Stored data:

--

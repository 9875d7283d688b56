//! # Provisioning Lexe user nodes
//!
//! This module is responsible for running the node provisioning process for new
//! users and for existing users upgrading to new enclave versions.
//!
//! The intention of the provisioning process is for users to transfer their
//! secure secrets into a trusted enclave version without the operator (Lexe)
//! learning their secrets. These secrets include sensitive data like wallet
//! private keys or mTLS certificates.
//!
//! A node enclave must also convince the user that the software is a version
//! that they trust and the software is running inside an up-to-date secure
//! enclave. We do this using a variant of RA-TLS (Remote Attestation TLS),
//! where the enclave platform endorsements and enclave measurements are bundled
//! into a self-signed TLS certificate, which users must verify when connecting
//! to the provisioning endpoint.

use std::{net::TcpListener, sync::Arc, time::SystemTime};

use anyhow::Context;
use axum::{
    routing::{get, post},
    Router,
};
use common::{
    api::{provision::NodeProvisionRequest, version::MeasurementStruct},
    cli::node::ProvisionArgs,
    constants,
    enclave::{self, MachineId, Measurement},
    net,
    rng::{Crng, SysRng},
};
use gdrive::GoogleVfs;
use lexe_api::{
    auth::BearerAuthenticator,
    def::{NodeBackendApi, NodeRunnerApi},
    error::NodeApiError,
    server::{self, LayerConfig},
    types::{
        ports::{Ports, ProvisionPorts},
        sealed_seed::SealedSeed,
        Empty,
    },
};
use lexe_tls::attestation::{self, NodeMode};
use lexe_tokio::{
    notify_once::NotifyOnce,
    task::{self, LxTask},
};
use tokio::sync::mpsc;
use tracing::{debug, error, info, info_span};

use crate::{
    api::client::{NodeBackendClient, RunnerClient},
    persister,
};

pub struct ProvisionInstance {
    static_tasks: Vec<LxTask<()>>,
    measurement: enclave::Measurement,
    ports: ProvisionPorts,
    shutdown: NotifyOnce,
}

impl ProvisionInstance {
    pub async fn init(
        rng: &mut impl Crng,
        args: ProvisionArgs,
        // Whether to notify the runner that we're ready.
        // Otherwise, the meganode will do it.
        send_provision_ports: bool,
        shutdown: NotifyOnce,
    ) -> anyhow::Result<Self> {
        info!("Initializing provision service");

        // Init API clients.
        let measurement = enclave::measurement();
        let mr_short = measurement.short();
        let node_mode = NodeMode::Provision { mr_short };
        let runner_client = RunnerClient::new(
            rng,
            args.untrusted_deploy_env,
            node_mode,
            args.runner_url.clone(),
        )
        .context("Failed to init RunnerClient")?;
        let backend_client = NodeBackendClient::new(
            rng,
            args.untrusted_deploy_env,
            node_mode,
            args.backend_url.clone(),
        )
        .context("Failed to init BackendClient")?;

        // Set up the request context and API servers.
        let args = Arc::new(args);
        let client = gdrive::ReqwestClient::new();
        let machine_id = enclave::machine_id();
        let state = AppRouterState {
            args: args.clone(),
            client,
            machine_id,
            measurement,
            backend_client: Arc::new(backend_client),
            // TODO(phlip9): use passed in rng
            rng: SysRng::new(),
        };

        const APP_SERVER_SPAN_NAME: &str = "(app-node-provision-server)";
        let app_listener =
            TcpListener::bind(net::LOCALHOST_WITH_EPHEMERAL_PORT)
                .context("Failed to bind app listener")?;
        let app_port = app_listener
            .local_addr()
            .context("Couldn't get app addr")?
            .port();
        let (app_tls_config, app_dns) =
            attestation::app_node_provision_server_config(rng, &measurement)
                .context("Failed to build TLS config for provisioning")?;
        let (app_server_task, _app_url) =
            server::spawn_server_task_with_listener(
                app_listener,
                app_router(state),
                LayerConfig::default(),
                Some((Arc::new(app_tls_config), app_dns.as_str())),
                APP_SERVER_SPAN_NAME.into(),
                info_span!(APP_SERVER_SPAN_NAME),
                shutdown.clone(),
            )
            .context("Failed to spawn app node provision server task")?;

        // TODO(max): Remove this webserver
        const LEXE_SERVER_SPAN_NAME: &str = "(lexe-node-provision-server)";
        let lexe_listener =
            TcpListener::bind(net::LOCALHOST_WITH_EPHEMERAL_PORT)
                .context("Failed to bind lexe listener")?;
        let lexe_port = lexe_listener
            .local_addr()
            .context("Couldn't get lexe addr")?
            .port();
        let lexe_tls_and_dns = None;
        let lexe_router = lexe_router(LexeRouterState {
            measurement,
            shutdown: shutdown.clone(),
        });
        let (lexe_server_task, _lexe_url) =
            lexe_api::server::spawn_server_task_with_listener(
                lexe_listener,
                lexe_router,
                LayerConfig::default(),
                lexe_tls_and_dns,
                LEXE_SERVER_SPAN_NAME.into(),
                info_span!(LEXE_SERVER_SPAN_NAME),
                shutdown.clone(),
            )
            .context("Failed to spawn lexe node provision server task")?;

        let static_tasks = vec![app_server_task, lexe_server_task];

        // Notify the runner that we're ready for a client connection
        let ports = ProvisionPorts {
            measurement,
            app_port,
            lexe_port,
        };
        if send_provision_ports {
            #[allow(deprecated)] // API docs state when API can be removed
            runner_client
                .node_ready_v1(&Ports::Provision(ports))
                .await
                .context("Failed to notify runner of our readiness")?;
        } else {
            debug!("Skipping ready callback; meganode will handle it");
        }

        Ok(Self {
            static_tasks,
            measurement,
            ports,
            shutdown,
        })
    }

    pub async fn run(self) -> anyhow::Result<()> {
        // Wait for API servers to recv shutdown signal and gracefully shut down
        let (_, eph_tasks_rx) = mpsc::channel(lexe_tokio::DEFAULT_CHANNEL_SIZE);
        task::try_join_tasks_and_shutdown(
            self.static_tasks,
            eph_tasks_rx,
            self.shutdown,
            constants::USER_NODE_SHUTDOWN_TIMEOUT,
        )
        .await
        .context("Error awaiting tasks")
    }

    pub fn measurement(&self) -> enclave::Measurement {
        self.measurement
    }

    pub fn ports(&self) -> ProvisionPorts {
        self.ports
    }

    pub fn spawn_into_task(self) -> LxTask<()> {
        const SPAN_NAME: &str = "(provision)";
        LxTask::spawn_with_span(SPAN_NAME, info_span!(SPAN_NAME), async move {
            match self.run().await {
                Ok(()) => info!("Provision instance finished."),
                Err(e) => error!("Provision instance errored: {e:#}"),
            }
        })
    }
}

#[derive(Clone)]
struct AppRouterState {
    args: Arc<ProvisionArgs>,
    client: gdrive::ReqwestClient,
    machine_id: MachineId,
    measurement: Measurement,
    backend_client: Arc<NodeBackendClient>,
    // TODO(phlip9): make generic, use test rng in test
    rng: SysRng,
}

/// Implements [`AppNodeProvisionApi`] - only callable by the node owner.
///
/// [`AppNodeProvisionApi`]: lexe_api::def::AppNodeProvisionApi
fn app_router(state: AppRouterState) -> Router<()> {
    Router::new()
        .route("/app/provision", post(handlers::provision))
        .with_state(state)
}

#[derive(Clone)]
struct LexeRouterState {
    measurement: Measurement,
    shutdown: NotifyOnce,
}

/// Implements [`LexeNodeProvisionApi`] - only callable by the Lexe operators.
///
/// [`LexeNodeProvisionApi`]: lexe_api::def::LexeNodeProvisionApi
fn lexe_router(state: LexeRouterState) -> Router<()> {
    Router::new()
        .route("/lexe/status", get(handlers::status))
        .route("/lexe/shutdown", get(handlers::shutdown))
        .with_state(state)
}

--

WHAT THE TASK REQUIRES: Using the data above, repeat every line exactly.

ANSWER BOX:
repository 9875d7283d688b56
//! # Provisioning Lexe user nodes
//!
//! This module is responsible for running the node provisioning process for new
//! users and for existing users upgrading to new enclave versions.
//!
//! The intention of the provisioning process is for users to transfer their
//! secure secrets into a trusted enclave version without the operator (Lexe)
//! learning their secrets. These secrets include sensitive data like wallet
//! private keys or mTLS certificates.
//!
//! A node enclave must also convince the user that the software is a version
//! that they trust and the software is running inside an up-to-date secure
//! enclave. We do this using a variant of RA-TLS (Remote Attestation TLS),
//! where the enclave platform endorsements and enclave measurements are bundled
//! into a self-signed TLS certificate, which users must verify when connecting
//! to the provisioning endpoint.

use std::{net::TcpListener, sync::Arc, time::SystemTime};

use anyhow::Context;
use axum::{
    routing::{get, post},
    Router,
};
use common::{
    api::{provision::NodeProvisionRequest, version::MeasurementStruct},
    cli::node::ProvisionArgs,
    constants,
    enclave::{self, MachineId, Measurement},
    net,
    rng::{Crng, SysRng},
};
use gdrive::GoogleVfs;
use lexe_api::{
    auth::BearerAuthenticator,
    def::{NodeBackendApi, NodeRunnerApi},
    error::NodeApiError,
    server::{self, LayerConfig},
    types::{
        ports::{Ports, ProvisionPorts},
        sealed_seed::SealedSeed,
        Empty,
    },
};
use lexe_tls::attestation::{self, NodeMode};
use lexe_tokio::{
    notify_once::NotifyOnce,
    task::{self, LxTask},
};
use tokio::sync::mpsc;
use tracing::{debug, error, info, info_span};

use crate::{
    api::client::{NodeBackendClient, RunnerClient},
    persister,
};

pub struct ProvisionInstance {
    static_tasks: Vec<LxTask<()>>,
    measurement: enclave::Measurement,
    ports: ProvisionPorts,
    shutdown: NotifyOnce,
}

impl ProvisionInstance {
    pub async fn init(
        rng: &mut impl Crng,
        args: ProvisionArgs,
        // Whether to notify the runner that we're ready.
        // Otherwise, the meganode will do it.
        send_provision_ports: bool,
        shutdown: NotifyOnce,
    ) -> anyhow::Result<Self> {
        info!("Initializing provision service");

        // Init API clients.
        let measurement = enclave::measurement();
        let mr_short = measurement.short();
        let node_mode = NodeMode::Provision { mr_short };
        let runner_client = RunnerClient::new(
            rng,
            args.untrusted_deploy_env,
            node_mode,
            args.runner_url.clone(),
        )
        .context("Failed to init RunnerClient")?;
        let backend_client = NodeBackendClient::new(
            rng,
            args.untrusted_deploy_env,
            node_mode,
            args.backend_url.clone(),
        )
        .context("Failed to init BackendClient")?;

        // Set up the request context and API servers.
        let args = Arc::new(args);
        let client = gdrive::ReqwestClient::new();
        let machine_id = enclave::machine_id();
        let state = AppRouterState {
            args: args.clone(),
            client,
            machine_id,
            measurement,
            backend_client: Arc::new(backend_client),
            // TODO(phlip9): use passed in rng
            rng: SysRng::new(),
        };

        const APP_SERVER_SPAN_NAME: &str = "(app-node-provision-server)";
        let app_listener =
            TcpListener::bind(net::LOCALHOST_WITH_EPHEMERAL_PORT)
                .context("Failed to bind app listener")?;
        let app_port = app_listener
            .local_addr()
            .context("Couldn't get app addr")?
            .port();
        let (app_tls_config, app_dns) =
            attestation::app_node_provision_server_config(rng, &measurement)
                .context("Failed to build TLS config for provisioning")?;
        let (app_server_task, _app_url) =
            server::spawn_server_task_with_listener(
                app_listener,
                app_router(state),
                LayerConfig::default(),
                Some((Arc::new(app_tls_config), app_dns.as_str())),
                APP_SERVER_SPAN_NAME.into(),
                info_span!(APP_SERVER_SPAN_NAME),
                shutdown.clone(),
            )
            .context("Failed to spawn app node provision server task")?;

        // TODO(max): Remove this webserver
        const LEXE_SERVER_SPAN_NAME: &str = "(lexe-node-provision-server)";
        let lexe_listener =
            TcpListener::bind(net::LOCALHOST_WITH_EPHEMERAL_PORT)
                .context("Failed to bind lexe listener")?;
        let lexe_port = lexe_listener
            .local_addr()
            .context("Couldn't get lexe addr")?
            .port();
        let lexe_tls_and_dns = None;
        let lexe_router = lexe_router(LexeRouterState {
            measurement,
            shutdown: shutdown.clone(),
        });
        let (lexe_server_task, _lexe_url) =
            lexe_api::server::spawn_server_task_with_listener(
                lexe_listener,
                lexe_router,
                LayerConfig::default(),
                lexe_tls_and_dns,
                LEXE_SERVER_SPAN_NAME.into(),
                info_span!(LEXE_SERVER_SPAN_NAME),
                shutdown.clone(),
            )
            .context("Failed to spawn lexe node provision server task")?;

        let static_tasks = vec![app_server_task, lexe_server_task];

        // Notify the runner that we're ready for a client connection
        let ports = ProvisionPorts {
            measurement,
            app_port,
            lexe_port,
        };
        if send_provision_ports {
            #[allow(deprecated)] // API docs state when API can be removed
            runner_client
                .node_ready_v1(&Ports::Provision(ports))
                .await
                .context("Failed to notify runner of our readiness")?;
        } else {
            debug!("Skipping ready callback; meganode will handle it");
        }

        Ok(Self {
            static_tasks,
            measurement,
            ports,
            shutdown,
        })
    }

    pub async fn run(self) -> anyhow::Result<()> {
        // Wait for API servers to recv shutdown signal and gracefully shut down
        let (_, eph_tasks_rx) = mpsc::channel(lexe_tokio::DEFAULT_CHANNEL_SIZE);
        task::try_join_tasks_and_shutdown(
            self.static_tasks,
            eph_tasks_rx,
            self.shutdown,
            constants::USER_NODE_SHUTDOWN_TIMEOUT,
        )
        .await
        .context("Error awaiting tasks")
    }

    pub fn measurement(&self) -> enclave::Measurement {
        self.measurement
    }

    pub fn ports(&self) -> ProvisionPorts {
        self.ports
    }

    pub fn spawn_into_task(self) -> LxTask<()> {
        const SPAN_NAME: &str = "(provision)";
        LxTask::spawn_with_span(SPAN_NAME, info_span!(SPAN_NAME), async move {
            match self.run().await {
                Ok(()) => info!("Provision instance finished."),
                Err(e) => error!("Provision instance errored: {e:#}"),
            }
        })
    }
}

#[derive(Clone)]
struct AppRouterState {
    args: Arc<ProvisionArgs>,
    client: gdrive::ReqwestClient,
    machine_id: MachineId,
    measurement: Measurement,
    backend_client: Arc<NodeBackendClient>,
    // TODO(phlip9): make generic, use test rng in test
    rng: SysRng,
}

/// Implements [`AppNodeProvisionApi`] - only callable by the node owner.
///
/// [`AppNodeProvisionApi`]: lexe_api::def::AppNodeProvisionApi
fn app_router(state: AppRouterState) -> Router<()> {
    Router::new()
        .route("/app/provision", post(handlers::provision))
        .with_state(state)
}

#[derive(Clone)]
struct LexeRouterState {
    measurement: Measurement,
    shutdown: NotifyOnce,
}

/// Implements [`LexeNodeProvisionApi`] - only callable by the Lexe operators.
///
/// [`LexeNodeProvisionApi`]: lexe_api::def::LexeNodeProvisionApi
fn lexe_router(state: LexeRouterState) -> Router<()> {
    Router::new()
        .route("/lexe/status", get(handlers::status))
        .route("/lexe/shutdown", get(handlers::shutdown))
        .with_state(state)
}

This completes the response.